Depois de ler um anúncio no jornal France-Soir decidiu fazer a audição para a discográfica Pathé-Marconi. Apesar de não ter sido selecionada, ficou impressionada por ter prendido a atenção dos diretores e sentiu-se encorajada depois de ouvir a sua voz gravada. Aspirante a cantora, passou depois pela Philips Records, onde lhe foi recomendado ter aulas de canto. Ingressou no Le Petit Conservatoire de la Chanson, a primeira escola para artistas de rádio, liderada pela cantora Mireille Hartuch, em 1961. Nessa altura, as aulas eram, por vezes, veiculadas na televisão francesa e foi exatamente aí que Hardy se estreou. A tímida estudante de canto, apresentava versões amadoras de canções que resultaram no seu sucesso.

Foi a partir desse momento que a sua carreira “ganhou asas”: com apenas dezassete anos, assinou um contrato com a editora discográfica Vogue e, no ano seguinte, alcançou o seu maior sucesso, voando além fronteiras com a canção “Tous les garçons et les filles”. Um grande sucesso que as rádios europeias não se cansavam de passar. Pela primeira vez, uma canção francesa chegava aos ouvidos dos britânicos. O álbum Oh, oh Chér, que incluía a música, vendeu cerca de dois milhões de cópias, mais do que a maior estrela francesa, Edith Piaf, conseguiu em toda vida.

Foi também nessa altura que Hardy conheceu o fotógrafo Jean-Marie Périer, com quem manteve uma relação amorosa até 1967. Jean-Marie incentivou-a experimentar a vida de modelo, o que acabou por transformar a jovem tímida no ícone da moda francesa.

 

28 álbuns

Em outubro de 1963, Hardy lançou seu segundo álbum de estúdio sem título, apenas com o seu nome na capa, coloquialmente conhecido pelo título da sua canção de maior sucesso, “Le Premier Bonheur du jour”.

No ano seguinte, optou por voar para Londres e ir gravar suas canções nos estúdios da Pye Records com o produtor Tony Hatch. De Londres, seguiu-se a “conquista” dos Estados Unidos, em consequência do contrato de gravação com produtora Kapp, com quem gravou o álbum o The “Yeh-Yeh” Girl From Paris!.

Em 1966 estreou-se como atriz no filme americano Grand Prix e, pouco depois, iniciou uma relação sentimental com o músico Jacques Dutronc, com o qual teve um filho, Thomas Dutronc, em 1973, e com o qual se mantém casada, apesar de viverem separdos. Ao longo dos anos seguiram-se 23 álbuns, constantemente aclamados pela crítica.

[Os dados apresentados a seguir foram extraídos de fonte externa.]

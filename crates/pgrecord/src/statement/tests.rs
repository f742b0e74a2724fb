use super::*;
use serde_json::json;

fn row(pairs: &[(&str, Value)]) -> Row {
    pairs
        .iter()
        .map(|(k, v)| (k.to_string(), v.clone()))
        .collect()
}

#[test]
fn select_renders_columns_conditions_and_paging() {
    let stmt = select("users")
        .columns(["id", "name"])
        .where_(Condition::eq("status", "active").unwrap())
        .order_by("id", true)
        .limit(10)
        .offset(20)
        .build()
        .unwrap();

    assert_eq!(
        stmt.sql(),
        "SELECT id, name FROM users WHERE status = $1 ORDER BY id DESC LIMIT 10 OFFSET 20"
    );
    assert_eq!(stmt.params(), &[json!("active")]);
}

#[test]
fn select_without_columns_uses_star() {
    let stmt = select("users").build().unwrap();
    assert_eq!(stmt.sql(), "SELECT * FROM users");

    let stmt = select("users").count().build().unwrap();
    assert_eq!(stmt.sql(), "SELECT COUNT(*) FROM users");
}

#[test]
fn insert_takes_columns_from_data() {
    let data = row(&[("name", json!("alice")), ("age", json!(30))]);
    let stmt = insert("users").data(&data).returning("id").build().unwrap();

    assert_eq!(
        stmt.sql(),
        "INSERT INTO users (name, age) VALUES ($1, $2) RETURNING id"
    );
    assert_eq!(
        stmt.param_map(),
        vec![
            ("$1".to_string(), json!("alice")),
            ("$2".to_string(), json!(30))
        ]
    );
}

#[test]
fn insert_without_data_uses_default_values() {
    let stmt = insert("users").build().unwrap();
    assert_eq!(stmt.sql(), "INSERT INTO users DEFAULT VALUES");
}

#[test]
fn insert_rejects_mismatched_columns_and_values() {
    let err = insert("users")
        .columns(["a", "b"])
        .values([json!(1)])
        .build()
        .unwrap_err();
    assert!(err.is_precondition());
}

#[test]
fn update_numbers_condition_after_assignments() {
    let data = row(&[("name", json!("bob"))]);
    let stmt = update("users")
        .data(&data)
        .where_(Condition::eq("id", 7).unwrap())
        .build()
        .unwrap();

    assert_eq!(stmt.sql(), "UPDATE users SET name = $1 WHERE id = $2");
    assert_eq!(stmt.params(), &[json!("bob"), json!(7)]);
}

#[test]
fn update_and_delete_require_where() {
    assert!(update("users").set("a", 1).build().unwrap_err().is_precondition());
    assert!(delete("users").build().unwrap_err().is_precondition());
    assert!(
        update("users")
            .where_(Condition::eq("id", 1).unwrap())
            .build()
            .unwrap_err()
            .is_precondition()
    );
}

#[test]
fn invalid_identifiers_surface_at_build() {
    let err = select("users").columns(["ok", "bad name"]).build().unwrap_err();
    assert!(err.to_string().contains("bad name"));
}

#[test]
fn truncate_validates_table() {
    assert_eq!(truncate("users").unwrap().sql(), "TRUNCATE TABLE users");
    assert!(truncate("users; --").is_err());
}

Em 2018, após anos de tratamentos, lançou o seu último álbum, Personne D’Autre, um disco que, segundo a própria Hardy, “trata da finitude e da morte de maneira simbólica”. Foi a última vez que a cantora francesa apareceu em público para falar. “No álbum existe uma música chamada “Special Train”, de que eu gosto muito, onde canto sobre o comboio especial que me levará para fora deste mundo. Mas claro que espero que ele me envie às estrelas e me ajude a descobrir o mistério do cosmos”, afirmou na altura, numa entrevista ao jornal inglês The Observer.